Updated July 2026
What Is Personal Injury Protection Insurance?
Personal Injury Protection pays medical expenses, lost income, and sometimes funeral costs for you and your passengers after a car accident, without requiring you to prove the other driver was at fault. PIP kicks in immediately after a crash, covering bills while liability claims are still being sorted out. In South Carolina, PIP is optional coverage you add to your policy if you want faster access to accident-related expense reimbursement than liability or health insurance typically provides.
- The other driver is clearly at fault, but their liability insurer takes three weeks to accept the claim. You have $4,200 in emergency room bills and miss two weeks of work, losing $1,800 in wages. Your PIP coverage pays both amounts within days of filing, without waiting for the liability claim to close. You avoid using your health insurance deductible and get wage replacement your health plan would never cover.
- You swerve to avoid debris and hit a guardrail. You're at fault, so no one's liability coverage will pay your bills. You break your wrist and need surgery costing $8,500, plus you miss a month of work. Your PIP policy covers the medical bills up to your policy limit and replaces a portion of your lost wages. Without PIP, you'd rely entirely on your health insurance and have no wage replacement.
- Your friend is riding with you when another driver runs a red light and T-bones your car. Your friend has $6,000 in medical bills. Your PIP coverage pays those bills for your passenger immediately, even though the other driver's liability insurance will eventually cover them. This prevents your friend from waiting weeks or filing a claim against you to access funds.
Who Needs Personal Injury Protection Insurance?
PIP makes sense if you have a high-deductible health insurance plan, are self-employed without disability insurance, or regularly drive passengers who lack health coverage. It's also valuable if you want immediate accident expense coverage without waiting for liability claims to resolve, or if you're the sole income earner in your household and can't afford weeks without a paycheck after an injury.

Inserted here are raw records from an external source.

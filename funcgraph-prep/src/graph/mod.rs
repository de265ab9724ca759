pub mod builder;
pub mod calls;
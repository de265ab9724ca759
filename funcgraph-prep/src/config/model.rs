//! Configuration data structures for the function-index pipeline.
//!
//! Groups:
//! - [`IndexConfig`] — top-level container for all config groups
//! - [`Filters`]     — which functions to leave out of the index
//! - [`Policies`]    — how recoverable inconsistencies are resolved
//! - [`Limits`]      — size caps
//!
//! All structs are `serde`-friendly so they can be loaded from YAML/JSON.
//! Every field has a default, so a config file only lists what it overrides.

use anyhow::{Result, anyhow};
use globset::Glob;
use serde::{Deserialize, Serialize};

/// Top-level configuration for the pipeline.
#[derive(Debug, Clone, Default, PartialEq, Serialize, Deserialize)]
#[serde(default)]
pub struct IndexConfig {
    /// Which functions to include/exclude.
    pub filters: Filters,
    /// Resolution policies for missing callers and out-of-root paths.
    pub policies: Policies,
    /// Size limits.
    pub limits: Limits,
}

impl IndexConfig {
    /// Validate config sanity (patterns compile, no absurd values).
    pub fn validate(&self) -> Result<()> {
        for pat in &self.filters.ignore_globs {
            if pat.trim().is_empty() {
                return Err(anyhow!("`ignore_globs` contains an empty pattern"));
            }
            Glob::new(pat).map_err(|e| anyhow!("invalid ignore glob `{pat}`: {e}"))?;
        }
        Ok(())
    }
}

/// Function filtering rules, applied during phase 1.
#[derive(Debug, Clone, Default, PartialEq, Serialize, Deserialize)]
#[serde(default)]
pub struct Filters {
    /// Skip compiler-generated functions (wrappers, thunks, bound closures).
    pub exclude_synthetic: bool,
    /// Glob patterns matched against the project-relative `fileID`.
    pub ignore_globs: Vec<String>,
}

/// What to do with an edge whose caller is not in the index.
#[derive(Debug, Clone, Copy, Default, PartialEq, Eq, Serialize, Deserialize)]
#[serde(rename_all = "snake_case")]
pub enum MissingCallerPolicy {
    /// Drop the edge and log a warning.
    #[default]
    Skip,
    /// Create a placeholder record for the caller, then apply the edge.
    Placeholder,
}

#[derive(Debug, Clone, Default, PartialEq, Serialize, Deserialize)]
#[serde(default)]
pub struct Policies {
    pub missing_caller: MissingCallerPolicy,
    /// Skip (with a warning) functions whose file lies outside the project
    /// root instead of failing the run.
    pub skip_outside_root: bool,
}

#[derive(Debug, Clone, Default, PartialEq, Serialize, Deserialize)]
#[serde(default)]
pub struct Limits {
    /// Maximum number of function descriptors to process (0 = unlimited).
    pub max_functions: usize,
}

Compare your health insurance deductible and out-of-pocket maximum to typical PIP limits. If your health plan's deductible is lower than a year of PIP premiums and you have disability coverage through work, skip PIP. If you'd face financial hardship from a $2,000 medical bill or two weeks without income, add PIP with a limit that covers your gap.
How Much Does Personal Injury Protection Insurance Cost?
PIP typically adds $8 to $25 per month to your South Carolina auto insurance premium, or $96 to $300 annually, depending on the coverage limit you select.
- Coverage limit chosen — South Carolina allows PIP limits from $1,000 to $10,000 or higher, with higher limits costing more.
- Deductible selected — choosing a $250 or $500 deductible lowers your premium compared to zero-deductible PIP.
- Number of vehicles and drivers on your policy — more insured parties increase the statistical likelihood of a claim.
- Your zip code — urban areas with higher accident rates and medical costs see higher PIP premiums.
- Claims history — prior PIP claims on your record raise future premiums, just like collision or liability claims.